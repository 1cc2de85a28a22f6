//! Web application host
//!
//! One EC2 instance in a private subnet, reachable through an application
//! load balancer in the public subnets. The instance runs under its own role
//! so that managed policies can be granted to it.

use std::collections::{BTreeMap, HashMap, HashSet};

use serde::Deserialize;

use super::{Environment, TopologyError, owned_by, rule};
use crate::cidr::AddressBlock;
use crate::resource::{Resource, Value};
use crate::stack::InputValue;

/// Ports the instance serves the platform's services on
pub const SERVICE_PORTS: (i64, i64) = (18000, 18999);

const ASSUME_ROLE_POLICY: &str = r#"{"Version":"2012-10-17","Statement":[{"Effect":"Allow","Action":"sts:AssumeRole","Principal":{"Service":"ec2.amazonaws.com"}}]}"#;

fn default_instance_type() -> String {
    "t3a.large".to_string()
}

fn default_ami() -> String {
    "ami-08616bba875264c0b".to_string()
}

fn default_volume_size() -> u32 {
    50
}

fn default_ssl_policy() -> String {
    "ELBSecurityPolicy-2016-08".to_string()
}

fn default_policies() -> Vec<String> {
    vec![
        "arn:aws:iam::aws:policy/AmazonSSMManagedInstanceCore".to_string(),
        "arn:aws:iam::aws:policy/AmazonS3FullAccess".to_string(),
    ]
}

fn yes() -> bool {
    true
}

#[derive(Debug, Clone, PartialEq, Deserialize)]
#[serde(deny_unknown_fields)]
pub struct ApplicationConfig {
    pub name: String,
    #[serde(default = "default_instance_type")]
    pub instance_type: String,
    #[serde(default = "default_ami")]
    pub ami: String,
    /// Root volume size in GiB
    #[serde(default = "default_volume_size")]
    pub volume_size: u32,
    /// Protects both the instance and the load balancer from deletion
    #[serde(default = "yes")]
    pub prevent_delete: bool,
    /// With a certificate, HTTP is redirected to an HTTPS listener
    #[serde(default)]
    pub certificate_arn: Option<String>,
    #[serde(default = "default_ssl_policy")]
    pub ssl_policy: String,
    #[serde(default = "default_policies")]
    pub managed_policies: Vec<String>,
    /// Sources allowed in; anywhere when empty
    #[serde(default)]
    pub ingress_cidrs: Vec<AddressBlock>,
    pub vpc_id: InputValue,
    pub public_subnet_ids: InputValue,
    pub private_subnet_ids: InputValue,
    #[serde(default)]
    pub tags: BTreeMap<String, String>,
}

impl ApplicationConfig {
    pub fn new(
        name: impl Into<String>,
        vpc_id: InputValue,
        public_subnet_ids: InputValue,
        private_subnet_ids: InputValue,
    ) -> Self {
        Self {
            name: name.into(),
            instance_type: default_instance_type(),
            ami: default_ami(),
            volume_size: default_volume_size(),
            prevent_delete: true,
            certificate_arn: None,
            ssl_policy: default_ssl_policy(),
            managed_policies: default_policies(),
            ingress_cidrs: Vec::new(),
            vpc_id,
            public_subnet_ids,
            private_subnet_ids,
            tags: BTreeMap::new(),
        }
    }

    pub fn inputs(&self) -> [&InputValue; 3] {
        [&self.vpc_id, &self.public_subnet_ids, &self.private_subnet_ids]
    }

    fn invalid(&self, message: impl Into<String>) -> TopologyError {
        TopologyError::InvalidApplication {
            name: self.name.clone(),
            message: message.into(),
        }
    }

    pub fn validate(&self) -> Result<(), TopologyError> {
        if self.name.is_empty() {
            return Err(TopologyError::EmptyName);
        }
        if self.volume_size == 0 {
            return Err(self.invalid("volume_size must be at least 1 GiB"));
        }
        let mut seen = HashSet::new();
        for policy in &self.managed_policies {
            if !seen.insert(policy_name(policy)) {
                return Err(self.invalid(format!("policy {} is attached twice", policy)));
            }
        }
        Ok(())
    }

    fn cidrs(&self) -> Vec<String> {
        if self.ingress_cidrs.is_empty() {
            return vec!["0.0.0.0/0".to_string()];
        }
        self.ingress_cidrs.iter().map(|c| c.to_string()).collect()
    }
}

/// Last path segment of a policy ARN
fn policy_name(arn: &str) -> &str {
    arn.rsplit('/').next().unwrap_or(arn)
}

/// Network the application is placed into, resolved from configuration inputs
#[derive(Debug, Clone, PartialEq)]
pub struct Placement {
    pub vpc_id: Value,
    pub public_subnet_ids: Value,
    pub private_subnet_ids: Value,
}

#[derive(Debug, Clone)]
pub struct Application {
    name: String,
    instance: String,
    load_balancer: String,
    resources: Vec<Resource>,
}

impl Application {
    pub fn name(&self) -> &str {
        &self.name
    }

    pub fn resources(&self) -> &[Resource] {
        &self.resources
    }

    pub fn into_resources(self) -> Vec<Resource> {
        self.resources
    }

    pub fn outputs(&self) -> Vec<(String, Value)> {
        vec![
            ("instance_id".to_string(), Value::id_of(self.instance.as_str())),
            (
                "load_balancer_dns_name".to_string(),
                Value::ResourceRef(self.load_balancer.clone(), "dns_name".to_string()),
            ),
        ]
    }
}

/// Subnet IDs given either as a list or as a single ID
fn subnet_list(value: &Value) -> Vec<Value> {
    match value {
        Value::List(items) => items.clone(),
        other => vec![other.clone()],
    }
}

pub fn build(
    config: &ApplicationConfig,
    placement: &Placement,
    env: &Environment,
) -> Result<Application, TopologyError> {
    config.validate()?;

    let public_subnets = subnet_list(&placement.public_subnet_ids);
    if public_subnets.len() < 2 {
        return Err(config.invalid(format!(
            "load balancer needs public subnets in at least two zones, got {}",
            public_subnets.len()
        )));
    }
    let Some(instance_subnet) = subnet_list(&placement.private_subnet_ids).into_iter().next()
    else {
        return Err(config.invalid("no private subnet to place the instance in"));
    };

    let name = config.name.as_str();
    let tags = |binding: &str| env.tags_for(binding, &config.tags);
    let mut resources = Vec::new();

    let role = format!("{}-role", name);
    resources.push(
        Resource::new("iam_role", role.as_str())
            .with_attribute("name", role.as_str())
            .with_attribute("assume_role_policy", ASSUME_ROLE_POLICY)
            .with_attribute("tags", tags(&role)),
    );
    let role_name = Value::ResourceRef(role.clone(), "name".to_string());

    for policy in &config.managed_policies {
        let attachment = format!("{}-{}-policy-attach", name, policy_name(policy));
        resources.push(
            Resource::new("iam_role_policy_attachment", attachment.as_str())
                .with_attribute("role", role_name.clone())
                .with_attribute("policy_arn", policy.as_str()),
        );
    }

    let profile = format!("{}-profile", name);
    resources.push(
        Resource::new("iam_instance_profile", profile.as_str())
            .with_attribute("name", profile.as_str())
            .with_attribute("role", role_name)
            .with_attribute("tags", tags(&profile)),
    );

    let cidrs = config.cidrs();
    let security_group = format!("{}-sg", name);
    resources.push(
        Resource::new("security_group", security_group.as_str())
            .with_attribute("vpc_id", placement.vpc_id.clone())
            .with_attribute("name", security_group.as_str())
            .with_attribute("description", "Enable HTTP and HTTPS access")
            .with_attribute(
                "ingress",
                Value::List(vec![
                    rule("tcp", 80, 80, &cidrs),
                    rule("tcp", 443, 443, &cidrs),
                    rule("tcp", SERVICE_PORTS.0, SERVICE_PORTS.1, &cidrs),
                ]),
            )
            .with_attribute(
                "egress",
                Value::List(vec![rule("-1", 0, 0, &["0.0.0.0/0".to_string()])]),
            )
            .with_attribute("tags", tags(&security_group)),
    );
    let security_groups = Value::List(vec![Value::id_of(security_group.as_str())]);

    let mut root_volume = HashMap::new();
    root_volume.insert("volume_size".to_string(), Value::Int(i64::from(config.volume_size)));
    root_volume.insert("encrypted".to_string(), Value::Bool(true));
    root_volume.insert("delete_on_termination".to_string(), Value::Bool(true));

    let instance = format!("{}-instance", name);
    resources.push(
        Resource::new("instance", instance.as_str())
            .with_attribute("instance_type", config.instance_type.as_str())
            .with_attribute("ami", config.ami.as_str())
            .with_attribute("subnet_id", instance_subnet)
            .with_attribute("vpc_security_group_ids", security_groups.clone())
            .with_attribute("iam_instance_profile", Value::id_of(profile.as_str()))
            .with_attribute("root_block_device", Value::Map(root_volume))
            .with_attribute("disable_api_termination", config.prevent_delete)
            .with_attribute("tags", tags(name)),
    );

    let load_balancer = format!("{}-alb", name);
    resources.push(
        Resource::new("load_balancer", load_balancer.as_str())
            .with_attribute("name", load_balancer.as_str())
            .with_attribute("load_balancer_type", "application")
            .with_attribute("internal", false)
            .with_attribute("security_groups", security_groups)
            .with_attribute("subnets", Value::List(public_subnets))
            .with_attribute("enable_deletion_protection", config.prevent_delete)
            .with_attribute("tags", tags(&load_balancer)),
    );
    let load_balancer_arn = Value::ResourceRef(load_balancer.clone(), "arn".to_string());

    let target_group = format!("{}-tg", name);
    resources.push(
        Resource::new("target_group", target_group.as_str())
            .with_attribute("name", target_group.as_str())
            .with_attribute("port", 80i64)
            .with_attribute("protocol", "HTTP")
            .with_attribute("vpc_id", placement.vpc_id.clone())
            .with_attribute("tags", tags(&target_group)),
    );
    let target_group_arn = Value::ResourceRef(target_group.clone(), "arn".to_string());

    let http = format!("{}-http-listener", name);
    let http_action = match &config.certificate_arn {
        Some(_) => redirect_to_https(),
        None => forward(&target_group_arn),
    };
    resources.push(
        Resource::new("listener", http.as_str())
            .with_attribute("load_balancer_arn", load_balancer_arn.clone())
            .with_attribute("port", 80i64)
            .with_attribute("protocol", "HTTP")
            .with_attribute("default_actions", Value::List(vec![http_action])),
    );

    if let Some(certificate) = &config.certificate_arn {
        let https = format!("{}-https-listener", name);
        resources.push(
            Resource::new("listener", https.as_str())
                .with_attribute("load_balancer_arn", load_balancer_arn)
                .with_attribute("port", 443i64)
                .with_attribute("protocol", "HTTPS")
                .with_attribute("ssl_policy", config.ssl_policy.as_str())
                .with_attribute("certificate_arn", certificate.as_str())
                .with_attribute(
                    "default_actions",
                    Value::List(vec![forward(&target_group_arn)]),
                ),
        );
    }

    let attachment = format!("{}-tg-attachment", name);
    resources.push(
        Resource::new("target_group_attachment", attachment.as_str())
            .with_attribute("target_group_arn", target_group_arn)
            .with_attribute("target_id", Value::id_of(instance.as_str()))
            .with_attribute("port", 80i64),
    );

    log::info!("{} planned behind {}", instance, load_balancer);

    Ok(Application {
        name: config.name.clone(),
        instance,
        load_balancer,
        resources: resources
            .into_iter()
            .map(|r| owned_by(r, "application", name))
            .collect(),
    })
}

fn forward(target_group_arn: &Value) -> Value {
    let mut action = HashMap::new();
    action.insert("type".to_string(), Value::string("forward"));
    action.insert("target_group_arn".to_string(), target_group_arn.clone());
    Value::Map(action)
}

fn redirect_to_https() -> Value {
    let mut redirect = HashMap::new();
    redirect.insert("port".to_string(), Value::string("443"));
    redirect.insert("protocol".to_string(), Value::string("HTTPS"));
    redirect.insert("status_code".to_string(), Value::string("HTTP_301"));
    let mut action = HashMap::new();
    action.insert("type".to_string(), Value::string("redirect"));
    action.insert("redirect".to_string(), Value::Map(redirect));
    Value::Map(action)
}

◇ ◇ ◇ ◇ ◇ ◇ ◇

= Required action =
In the entries above, copy each line that contains the string "least".

= Result =
            return Err(self.invalid("volume_size must be at least 1 GiB"));
            "load balancer needs public subnets in at least two zones, got {}",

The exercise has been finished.